Ideal seed depth for most conditions is 1¼ to 1½ inches, but beans can be planted up to 2 inches deep in sandy soils, or in dry conditions. If planting 2 inches deep to access uniform moisture, make sure the variety has an excellent emergence score.
Recommend seeding rates for seed not treated with insecticide or fungicide is around 170,000 seeds per acre for 7½-inch row spacing, 160,000 seeds per acre for 15-inch rows, and 150,000 plants per acre for 30-inch rows. If an insecticide/fungicide seed treatment is used, seeding rates can be reduced by 10,000 to 20,000 seeds per acre.
“The goal is to get the best results from the potential of the genetics,” says Licht.
Licht says seed placement and spacing are not as crucial with soybeans as with corn. Beans will compensate for plant spacing and other ills. The plants spread and fill in gaps and perfect stands are not required for maximum yields. But gaps of a foot or more between plants mean you need to adjust your planter settings.

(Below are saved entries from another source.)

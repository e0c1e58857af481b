use serde::{Deserialize, Serialize};
use std::collections::BTreeMap;

/// Default namespace every extracted method is registered under.
pub const DEFAULT_NAMESPACE: &str = "API";

/// Default MCP server name advertised on `initialize`.
pub const DEFAULT_SERVER_NAME: &str = "OpenAPI Tools";

/// Configuration for one proxied `OpenAPI` document.
#[derive(Debug, Clone, Deserialize, Serialize)]
#[serde(rename_all = "camelCase")]
pub struct ProxyConfig {
    /// `OpenAPI` spec location (URL or file path).
    pub spec: String,

    /// Tool namespace; public tool names are `<namespace>-<operationId>`.
    #[serde(default = "default_namespace")]
    pub namespace: String,

    /// Override base URL from spec (`servers[0].url` otherwise).
    #[serde(default)]
    pub base_url: Option<String>,

    /// Static headers sent on every outbound request.
    #[serde(default)]
    pub headers: BTreeMap<String, String>,

    /// Per-request timeout in seconds. `None` or `0` disables the timeout.
    #[serde(default)]
    pub timeout_secs: Option<u64>,

    /// MCP server name.
    #[serde(default = "default_server_name")]
    pub server_name: String,
}

fn default_namespace() -> String {
    DEFAULT_NAMESPACE.to_string()
}

fn default_server_name() -> String {
    DEFAULT_SERVER_NAME.to_string()
}

impl ProxyConfig {
    #[must_use]
    pub fn new(spec: impl Into<String>) -> Self {
        Self {
            spec: spec.into(),
            namespace: default_namespace(),
            base_url: None,
            headers: BTreeMap::new(),
            timeout_secs: None,
            server_name: default_server_name(),
        }
    }
}

/// Parse a `Name: value` header argument.
///
/// # Errors
///
/// Returns a message if there is no `:` separator or the name is empty.
pub fn parse_header_arg(raw: &str) -> Result<(String, String), String> {
    let (name, value) = raw
        .split_once(':')
        .ok_or_else(|| format!("invalid header '{raw}': expected 'Name: value'"))?;
    let name = name.trim();
    if name.is_empty() {
        return Err(format!("invalid header '{raw}': empty name"));
    }
    Ok((name.to_string(), value.trim().to_string()))
}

The 15-inch row seems to be the soybean sweet spot, especially for the Grain Belt. The yield difference between 30-inch rows and rows 20 inches or less can be as much as 2.9 bushels per acre, but there are other considerations. Soybeans can be susceptible to disease, with their closed canopy creating a humid microclimate. In areas prone to pathogens like white mold, plant spacing of up to 30 inches may be preferable.

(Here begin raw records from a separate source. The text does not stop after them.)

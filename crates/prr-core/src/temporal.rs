//! # Clocks
//!
//! All timestamps are UTC. Stores that stamp times themselves (rather than
//! deferring to the database server) read them from a [`Clock`], so tests
//! can pin the value with [`FixedClock`].

use chrono::{DateTime, Utc};

/// Source of the current UTC time.
pub trait Clock: Send + Sync {
    /// The current instant.
    fn now(&self) -> DateTime<Utc>;
}

/// Wall-clock time.
#[derive(Debug, Clone, Copy, Default)]
pub struct SystemClock;

impl Clock for SystemClock {
    fn now(&self) -> DateTime<Utc> {
        Utc::now()
    }
}

/// A clock that always reports the same instant.
#[derive(Debug, Clone, Copy)]
pub struct FixedClock(DateTime<Utc>);

impl FixedClock {
    /// Pin the clock at `at`.
    pub fn new(at: DateTime<Utc>) -> Self {
        Self(at)
    }
}

impl Clock for FixedClock {
    fn now(&self) -> DateTime<Utc> {
        self.0
    }
}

Be sure your conditions are such that reduced row width and greater seeding rates justify the increased cost of seed.
Luckily for multicrop producers, corn-planting equipment also works for soybeans with very few adjustments.

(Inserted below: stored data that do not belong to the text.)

//! # In-Memory Backend
//!
//! A transactional, process-local implementation of every contract in
//! [`crate::repository`]. Used for development mode (no database configured)
//! and as the backing store of the workflow tests.
//!
//! ## Isolation
//!
//! [`MemoryDatabase::begin`] takes an owned lock on the whole table set and
//! stages a private copy. Repository calls only touch the copy.
//! [`MemoryDatabase::commit`] publishes the copy and releases the lock;
//! dropping the [`MemoryScope`] discards it. Scopes therefore run one at a
//! time (serializable isolation), and the lock is never held outside a
//! scope, so a cancelled workflow releases it when its future is dropped.

use std::collections::HashMap;
use std::sync::Arc;

use async_trait::async_trait;
use prr_core::{
    Clock, PullRequest, PullRequestId, ReviewerAssignment, StatusId, StatusRecord, StatusValue,
    SystemClock, UserId,
};
use tokio::sync::{Mutex, OwnedMutexGuard};

use crate::repository::{
    Entity, PullRequestRepository, ReviewerRepository, StatusRepository, StoreError,
    TransactionManager,
};
use crate::create::CreateWorkflow;
use crate::workflow::MergeWorkflow;

/// A merge workflow wired entirely to the in-memory backend.
pub type MemoryMergeWorkflow = MergeWorkflow<
    MemoryDatabase,
    MemoryPullRequestRepository,
    MemoryStatusRepository,
    MemoryReviewerRepository,
>;

/// A creation workflow wired entirely to the in-memory backend.
pub type MemoryCreateWorkflow = CreateWorkflow<
    MemoryDatabase,
    MemoryPullRequestRepository,
    MemoryStatusRepository,
    MemoryReviewerRepository,
>;

#[derive(Debug, Clone, Default)]
struct Tables {
    pull_requests: HashMap<PullRequestId, PullRequest>,
    statuses: HashMap<StatusId, StatusRecord>,
    assignments: Vec<ReviewerAssignment>,
}

/// Shared handle to the in-memory tables. Cloning shares the same data.
#[derive(Debug, Clone, Default)]
pub struct MemoryDatabase {
    tables: Arc<Mutex<Tables>>,
}

/// An open in-memory transaction.
#[derive(Debug)]
pub struct MemoryScope {
    _lock: OwnedMutexGuard<Tables>,
    staged: Tables,
}

impl MemoryDatabase {
    /// Create an empty database.
    pub fn new() -> Self {
        Self::default()
    }

    /// Build a merge workflow over this database, stamping merge times from `clock`.
    pub fn merge_workflow(&self, clock: impl Clock + 'static) -> MemoryMergeWorkflow {
        MergeWorkflow::new(
            self.clone(),
            MemoryPullRequestRepository::new(clock),
            MemoryStatusRepository,
            MemoryReviewerRepository,
        )
    }

    /// Build a creation workflow over this database, stamping `created_at`
    /// from `clock`.
    pub fn create_workflow(&self, clock: impl Clock + Clone + 'static) -> MemoryCreateWorkflow {
        CreateWorkflow::new(
            self.clone(),
            MemoryPullRequestRepository::new(clock.clone()),
            MemoryStatusRepository,
            MemoryReviewerRepository,
            clock,
        )
    }

    /// Insert a pull request together with its status record and reviewer
    /// assignments, committed as one unit.
    pub async fn seed(
        &self,
        pull_request: PullRequest,
        status: StatusValue,
        reviewers: &[UserId],
    ) -> Result<(), StoreError> {
        let mut scope = self.begin().await?;
        MemoryStatusRepository
            .save_status(
                &mut scope,
                &StatusRecord {
                    id: pull_request.status_id,
                    status,
                },
            )
            .await?;
        MemoryPullRequestRepository::new(SystemClock)
            .save_pull_request(&mut scope, &pull_request)
            .await?;
        for reviewer in reviewers {
            MemoryReviewerRepository
                .save_reviewer(
                    &mut scope,
                    &ReviewerAssignment::new(pull_request.id, *reviewer),
                )
                .await?;
        }
        self.commit(scope).await
    }

    /// Committed copy of a pull request.
    pub async fn pull_request(&self, id: PullRequestId) -> Option<PullRequest> {
        self.tables.lock().await.pull_requests.get(&id).cloned()
    }

    /// Committed copy of a status record.
    pub async fn status(&self, id: StatusId) -> Option<StatusRecord> {
        self.tables.lock().await.statuses.get(&id).cloned()
    }
}

#[async_trait]
impl TransactionManager for MemoryDatabase {
    type Scope = MemoryScope;

    async fn begin(&self) -> Result<MemoryScope, StoreError> {
        let lock = Arc::clone(&self.tables).lock_owned().await;
        let staged = lock.clone();
        Ok(MemoryScope {
            _lock: lock,
            staged,
        })
    }

    async fn commit(&self, scope: MemoryScope) -> Result<(), StoreError> {
        let MemoryScope { _lock: mut lock, staged } = scope;
        *lock = staged;
        Ok(())
    }
}

/// In-memory pull request repository.
#[derive(Clone)]
pub struct MemoryPullRequestRepository {
    clock: Arc<dyn Clock>,
}

impl MemoryPullRequestRepository {
    /// Create a repository that stamps merge times from `clock`.
    pub fn new(clock: impl Clock + 'static) -> Self {
        Self {
            clock: Arc::new(clock),
        }
    }
}

impl std::fmt::Debug for MemoryPullRequestRepository {
    fn fmt(&self, f: &mut std::fmt::Formatter<'_>) -> std::fmt::Result {
        f.debug_struct("MemoryPullRequestRepository").finish_non_exhaustive()
    }
}

#[async_trait]
impl PullRequestRepository<MemoryScope> for MemoryPullRequestRepository {
    async fn get_pull_request_by_id(
        &self,
        scope: &mut MemoryScope,
        id: PullRequestId,
    ) -> Result<PullRequest, StoreError> {
        scope
            .staged
            .pull_requests
            .get(&id)
            .cloned()
            .ok_or_else(|| StoreError::not_found(Entity::PullRequest, id))
    }

    async fn mark_pull_request_merged_by_id(
        &self,
        scope: &mut MemoryScope,
        id: PullRequestId,
    ) -> Result<PullRequest, StoreError> {
        let now = self.clock.now();
        let record = scope
            .staged
            .pull_requests
            .get_mut(&id)
            .ok_or_else(|| StoreError::not_found(Entity::PullRequest, id))?;
        record.merged_at = Some(now);
        Ok(record.clone())
    }

    async fn save_pull_request(
        &self,
        scope: &mut MemoryScope,
        pull_request: &PullRequest,
    ) -> Result<PullRequest, StoreError> {
        if scope.staged.pull_requests.contains_key(&pull_request.id) {
            return Err(StoreError::Conflict(format!(
                "pull request {} already exists",
                pull_request.id
            )));
        }
        scope
            .staged
            .pull_requests
            .insert(pull_request.id, pull_request.clone());
        Ok(pull_request.clone())
    }
}

/// In-memory status repository.
#[derive(Debug, Clone, Copy, Default)]
pub struct MemoryStatusRepository;

#[async_trait]
impl StatusRepository<MemoryScope> for MemoryStatusRepository {
    async fn get_status_by_id(
        &self,
        scope: &mut MemoryScope,
        id: StatusId,
    ) -> Result<StatusRecord, StoreError> {
        scope
            .staged
            .statuses
            .get(&id)
            .cloned()
            .ok_or_else(|| StoreError::not_found(Entity::Status, id))
    }

    async fn update_status_by_id(
        &self,
        scope: &mut MemoryScope,
        id: StatusId,
        status: StatusValue,
    ) -> Result<StatusRecord, StoreError> {
        let record = scope
            .staged
            .statuses
            .get_mut(&id)
            .ok_or_else(|| StoreError::not_found(Entity::Status, id))?;
        record.status = status;
        Ok(record.clone())
    }

    async fn save_status(
        &self,
        scope: &mut MemoryScope,
        status: &StatusRecord,
    ) -> Result<StatusRecord, StoreError> {
        if scope.staged.statuses.contains_key(&status.id) {
            return Err(StoreError::Conflict(format!(
                "status {} already exists",
                status.id
            )));
        }
        scope.staged.statuses.insert(status.id, status.clone());
        Ok(status.clone())
    }
}

/// In-memory reviewer assignment repository. Reports "no rows" as an empty list.
#[derive(Debug, Clone, Copy, Default)]
pub struct MemoryReviewerRepository;

#[async_trait]
impl ReviewerRepository<MemoryScope> for MemoryReviewerRepository {
    async fn get_reviewers_by_pull_request_id(
        &self,
        scope: &mut MemoryScope,
        id: PullRequestId,
    ) -> Result<Vec<ReviewerAssignment>, StoreError> {
        Ok(scope
            .staged
            .assignments
            .iter()
            .filter(|a| a.pull_request_id == id)
            .cloned()
            .collect())
    }

    async fn save_reviewer(
        &self,
        scope: &mut MemoryScope,
        assignment: &ReviewerAssignment,
    ) -> Result<ReviewerAssignment, StoreError> {
        let duplicate = scope.staged.assignments.iter().any(|a| {
            a.pull_request_id == assignment.pull_request_id
                && a.reviewer_id == assignment.reviewer_id
        });
        if duplicate {
            return Err(StoreError::Conflict(format!(
                "reviewer {} already assigned to pull request {}",
                assignment.reviewer_id, assignment.pull_request_id
            )));
        }
        scope.staged.assignments.push(assignment.clone());
        Ok(assignment.clone())
    }
}

#[cfg(test)]
mod tests {
    use super::*;
    use chrono::Utc;

    fn pull_request() -> PullRequest {
        PullRequest::new(
            PullRequestId::new(),
            "Bump dependencies",
            UserId::new(),
            StatusId::new(),
            Utc::now(),
        )
    }

    #[tokio::test]
    async fn dropped_scope_discards_writes() {
        let db = MemoryDatabase::new();
        let pr = pull_request();
        db.seed(pr.clone(), StatusValue::OPEN, &[]).await.unwrap();

        {
            let mut scope = db.begin().await.unwrap();
            MemoryStatusRepository
                .update_status_by_id(&mut scope, pr.status_id, StatusValue::MERGED)
                .await
                .unwrap();
        }

        assert_eq!(db.status(pr.status_id).await.unwrap().status, StatusValue::OPEN);
    }

    #[tokio::test]
    async fn committed_scope_publishes_writes() {
        let db = MemoryDatabase::new();
        let pr = pull_request();
        db.seed(pr.clone(), StatusValue::OPEN, &[]).await.unwrap();

        let mut scope = db.begin().await.unwrap();
        MemoryStatusRepository
            .update_status_by_id(&mut scope, pr.status_id, StatusValue::MERGED)
            .await
            .unwrap();
        db.commit(scope).await.unwrap();

        assert_eq!(
            db.status(pr.status_id).await.unwrap().status,
            StatusValue::MERGED
        );
    }

    #[tokio::test]
    async fn missing_rows_are_not_found() {
        let db = MemoryDatabase::new();
        let mut scope = db.begin().await.unwrap();

        let err = MemoryPullRequestRepository::new(SystemClock)
            .get_pull_request_by_id(&mut scope, PullRequestId::new())
            .await
            .unwrap_err();
        assert!(err.is_not_found());

        let err = MemoryStatusRepository
            .update_status_by_id(&mut scope, StatusId::new(), StatusValue::MERGED)
            .await
            .unwrap_err();
        assert!(err.is_not_found());
    }

    #[tokio::test]
    async fn unassigned_pull_request_has_no_reviewers() {
        let db = MemoryDatabase::new();
        let mut scope = db.begin().await.unwrap();
        let reviewers = MemoryReviewerRepository
            .get_reviewers_by_pull_request_id(&mut scope, PullRequestId::new())
            .await
            .unwrap();
        assert!(reviewers.is_empty());
    }

    #[tokio::test]
    async fn duplicate_inserts_conflict() {
        let db = MemoryDatabase::new();
        let pr = pull_request();
        let reviewer = UserId::new();
        db.seed(pr.clone(), StatusValue::OPEN, &[reviewer])
            .await
            .unwrap();

        let err = db
            .seed(pr.clone(), StatusValue::OPEN, &[])
            .await
            .unwrap_err();
        assert!(matches!(err, StoreError::Conflict(_)));

        let mut scope = db.begin().await.unwrap();
        let err = MemoryReviewerRepository
            .save_reviewer(&mut scope, &ReviewerAssignment::new(pr.id, reviewer))
            .await
            .unwrap_err();
        assert!(matches!(err, StoreError::Conflict(_)));
    }

    #[tokio::test]
    async fn failed_seed_leaves_nothing_behind() {
        let db = MemoryDatabase::new();
        let pr = pull_request();
        let reviewer = UserId::new();

        // The repeated reviewer makes the third insert fail after the first two succeed.
        let err = db
            .seed(pr.clone(), StatusValue::OPEN, &[reviewer, reviewer])
            .await
            .unwrap_err();
        assert!(matches!(err, StoreError::Conflict(_)));
        assert!(db.pull_request(pr.id).await.is_none());
        assert!(db.status(pr.status_id).await.is_none());
    }
}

It is important to place the seed into the ground at a precise depth and in firm contact with the soil. A corn planter usually does a better job than a grain drill, though modern drills have much better depth control than older drills.
Fall is the time to check soil nutrient levels in preparation for next year’s soybean crop. If the field was previously planted to corn, check phosphorous and potassium levels. If the pH level is less than 6, treat with lime. Licht says beware of two-year applications. The corn can remove more nutrients than anticipated, leaving levels short for beans.
Soybeans are also sensitive to certain herbicide residues, so care should be taken to ensure carryover will not affect next year’s crop.
Weed control is the primary concern through the early stages of plant growth until the canopy closes around late June.
When planting no-tillage glyphosate-resistant soybeans, such as Roundup Ready, a burn-down herbicide should be used before or at the time of planting if significant weed cover is present. With conventional tillage glyphosate-resistant soybeans, it is recommended glyphosate be applied 24 to 30 days after planting.
You may want to apply a residual herbicide that will remain active in the soil for an extended period of time and act on successive weed germinations. Residual herbicides are often weed species specific and can help control weeds that have become glyphosate resistant. Residual herbicides require moisture to activate, but not too much, or the chemicals can break down too quickly, so watch the weather report when planning application.
Once planting season begins, it is of utmost importance to follow best practices for safety and environmental stewardship. Time is short. The planting season is hectic. But take time to take extra care.